According to the 2011 Census, there were 144 males and 152 females living in Brandeston. The median age of residents in Brandeston is 48 and 49.3% of all usual residents are in the age range of 45–74, according to the Office of National Statistics.

Occupations have been grouped by status from 1831 data. It shows that there were 15 people categorised as Employers & Professionals, 31 as Middling Sorts, 70 as Labourers & Servants and 22 as Others. The graph titled 'Occupational structure for Brandeston in 1881' shows the dominance of men working during this time. The main occupational sector for men was by far agriculture, the second most popular sector was persons working with houses, furniture and decorations, and thirdly those working with animals. The women's occupational structure is very different with unknown occupations, persons without specified occupations and domestic offices or services all being the main sectors that they worked in.

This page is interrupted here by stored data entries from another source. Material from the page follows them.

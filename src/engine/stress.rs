//! 并发压力测试
//!
//! 一个写线程紧循环写入固定大小的块，一个读线程以同样大小紧循环读取，
//! 读到 0 帧时 yield。可选周期性 flush(true) 模拟码率/格式切换。
//! paced 模式下写线程等待足够空间再写，不应出现任何 overrun。

use std::sync::atomic::{AtomicBool, Ordering};
use std::sync::Arc;
use std::thread;
use std::time::{Duration, Instant};

use super::EngineError;
use crate::audio::{RingBuffer, Telemetry};

/// 压力测试配置
#[derive(Clone, Debug)]
pub struct StressConfig {
    pub capacity_frames: usize,
    pub channels: usize,
    pub chunk_frames: usize,
    pub iterations: usize,
    /// 每 N 个块由写线程 flush(true) 一次
    pub flush_every: Option<usize>,
    /// 写线程等待 free_frames() >= chunk 再写入
    pub paced: bool,
    /// 读线程的时间预算
    pub time_limit: Duration,
}

impl Default for StressConfig {
    fn default() -> Self {
        Self {
            capacity_frames: 4096,
            channels: 2,
            chunk_frames: 128,
            iterations: 50_000,
            flush_every: None,
            paced: false,
            time_limit: Duration::from_secs(60),
        }
    }
}

/// 压力测试结果
#[derive(Debug, Clone)]
pub struct StressReport {
    pub chunks_written: u64,
    pub frames_written: u64,
    pub frames_read: u64,
    pub telemetry: Telemetry,
    pub generation: u64,
    pub elapsed: Duration,
    pub timed_out: bool,
}

impl std::fmt::Display for StressReport {
    fn fmt(&self, f: &mut std::fmt::Formatter<'_>) -> std::fmt::Result {
        writeln!(f, "Stress Results")?;
        writeln!(f, "==============")?;
        writeln!(f, "Chunks written: {}", self.chunks_written)?;
        writeln!(f, "Frames written: {}", self.frames_written)?;
        writeln!(f, "Frames read: {}", self.frames_read)?;
        writeln!(
            f,
            "Frames dropped or flushed: {}",
            self.frames_written.saturating_sub(self.frames_read)
        )?;
        writeln!(f, "Underruns: {}", self.telemetry.underruns)?;
        writeln!(f, "Overruns: {}", self.telemetry.overruns)?;
        writeln!(f, "Generation: {}", self.generation)?;
        writeln!(f, "Elapsed: {:.2} ms", self.elapsed.as_secs_f64() * 1000.0)?;
        if self.timed_out {
            writeln!(f, "Reader gave up: time limit reached")?;
        }
        Ok(())
    }
}

/// 运行压力测试
pub fn run(config: &StressConfig) -> Result<StressReport, EngineError> {
    if config.chunk_frames == 0 {
        return Err(EngineError::InvalidConfig("chunk size must be non-zero"));
    }

    let ring_buffer = Arc::new(RingBuffer::new(config.capacity_frames, config.channels)?);
    if config.paced && config.chunk_frames > ring_buffer.capacity() {
        return Err(EngineError::InvalidConfig("paced chunk size must fit in the buffer"));
    }
    let writer_done = Arc::new(AtomicBool::new(false));
    let abort = Arc::new(AtomicBool::new(false));
    let started = Instant::now();

    let chunk = config.chunk_frames;
    let channels = config.channels;
    let iterations = config.iterations;
    let flush_every = config.flush_every.filter(|&n| n > 0);
    let paced = config.paced;
    let time_limit = config.time_limit;

    log::info!(
        "Stress: {} chunks of {} frames into {} frames x {}ch",
        iterations,
        chunk,
        config.capacity_frames,
        channels
    );

    let writer = {
        let ring_buffer = Arc::clone(&ring_buffer);
        let writer_done = Arc::clone(&writer_done);
        let abort = Arc::clone(&abort);
        thread::Builder::new()
            .name("stress-writer".to_string())
            .spawn(move || {
                let source = vec![0.25f32; chunk * channels];
                let mut frames_written = 0u64;
                let mut chunks_written = 0u64;

                'chunks: for i in 0..iterations {
                    if abort.load(Ordering::Relaxed) {
                        break;
                    }
                    while paced && ring_buffer.free_frames() < chunk {
                        if abort.load(Ordering::Relaxed) {
                            break 'chunks;
                        }
                        thread::yield_now();
                    }
                    frames_written += ring_buffer.write(&source, chunk) as u64;
                    chunks_written += 1;

                    if let Some(every) = flush_every {
                        if i > 0 && i % every == 0 {
                            ring_buffer.flush(true);
                        }
                    }
                }

                writer_done.store(true, Ordering::Release);
                (frames_written, chunks_written)
            })?
    };

    let reader = {
        let ring_buffer = Arc::clone(&ring_buffer);
        let writer_done = Arc::clone(&writer_done);
        let abort = Arc::clone(&abort);
        thread::Builder::new()
            .name("stress-reader".to_string())
            .spawn(move || {
                let mut dest = vec![0.0f32; chunk * channels];
                let target = (iterations * chunk) as u64;
                let mut frames_read = 0u64;
                let mut timed_out = false;

                while frames_read < target {
                    let n = ring_buffer.read(&mut dest, chunk);
                    frames_read += n as u64;

                    if n == 0 {
                        if writer_done.load(Ordering::Acquire)
                            && ring_buffer.available_frames() == 0
                        {
                            break;
                        }
                        if started.elapsed() >= time_limit {
                            timed_out = true;
                            abort.store(true, Ordering::Relaxed);
                            break;
                        }
                        thread::yield_now();
                    }
                }
                (frames_read, timed_out)
            })
    };

    let reader = match reader {
        Ok(handle) => handle,
        Err(e) => {
            abort.store(true, Ordering::Relaxed);
            let _ = writer.join();
            return Err(e.into());
        }
    };

    let (frames_written, chunks_written) = writer
        .join()
        .map_err(|_| EngineError::InvalidState("stress writer panicked"))?;
    let (frames_read, timed_out) = reader
        .join()
        .map_err(|_| EngineError::InvalidState("stress reader panicked"))?;

    let report = StressReport {
        chunks_written,
        frames_written,
        frames_read,
        telemetry: ring_buffer.telemetry(),
        generation: ring_buffer.current_generation(),
        elapsed: started.elapsed(),
        timed_out,
    };

    if timed_out {
        log::warn!("Stress reader hit its time limit after {} frames", frames_read);
    } else {
        log::info!("Stress finished: {}", report.telemetry);
    }

    Ok(report)
}

#[cfg(test)]
mod tests {
    use super::*;

    #[test]
    fn test_stress_completes() {
        let config = StressConfig {
            iterations: 10_000,
            ..Default::default()
        };
        let report = run(&config).unwrap();

        assert!(!report.timed_out);
        assert_eq!(report.chunks_written, 10_000);
        assert_eq!(report.frames_written, 10_000 * 128);
        assert!(report.frames_read <= report.frames_written);
        // 每次 write 至多计一次 overrun
        assert!(report.telemetry.overruns <= report.chunks_written);
        assert_eq!(report.generation, 0);
    }

    #[test]
    fn test_stress_paced_reads_everything() {
        let config = StressConfig {
            iterations: 10_000,
            paced: true,
            ..Default::default()
        };
        let report = run(&config).unwrap();

        assert!(!report.timed_out);
        assert_eq!(report.telemetry.overruns, 0);
        assert_eq!(report.frames_written, 10_000 * 128);
        assert_eq!(report.frames_read, report.frames_written);
    }

    #[test]
    fn test_stress_with_flush() {
        let config = StressConfig {
            chunk_frames: 64,
            iterations: 20_000,
            flush_every: Some(1000),
            ..Default::default()
        };
        let report = run(&config).unwrap();

        assert!(!report.timed_out);
        assert_eq!(report.generation, 19);
        assert!(report.frames_read <= report.frames_written);
    }

    #[test]
    fn test_stress_rejects_bad_config() {
        let zero_chunk = StressConfig {
            chunk_frames: 0,
            ..Default::default()
        };
        assert!(matches!(run(&zero_chunk), Err(EngineError::InvalidConfig(_))));

        let zero_capacity = StressConfig {
            capacity_frames: 0,
            ..Default::default()
        };
        assert!(matches!(run(&zero_capacity), Err(EngineError::Buffer(_))));

        let oversized_paced = StressConfig {
            capacity_frames: 64,
            chunk_frames: 128,
            paced: true,
            ..Default::default()
        };
        assert!(matches!(run(&oversized_paced), Err(EngineError::InvalidConfig(_))));
    }

    #[test]
    fn test_report_display() {
        let report = StressReport {
            chunks_written: 2,
            frames_written: 256,
            frames_read: 200,
            telemetry: Telemetry {
                underruns: 3,
                overruns: 1,
            },
            generation: 0,
            elapsed: Duration::from_millis(5),
            timed_out: false,
        };
        let text = report.to_string();
        assert!(text.contains("Frames dropped or flushed: 56"));
        assert!(text.contains("Overruns: 1"));
    }
}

Occupation definitions are different from those in 1831. In 2011 out of 134, 42 work in Professional occupations, 27 work in Associate Professional and Technical Occupations, 21 as Managers, Directors and Senior Officials, 14 in Administrative and Secretarial Occupations, 14 in Skilled Trades Occupations, 7 in Caring and Leisure Occupations, 6 in Sales and Customer Service Occupations, 2 in Elementary Occupations and 1 in Process, Plant and Machine Operatives.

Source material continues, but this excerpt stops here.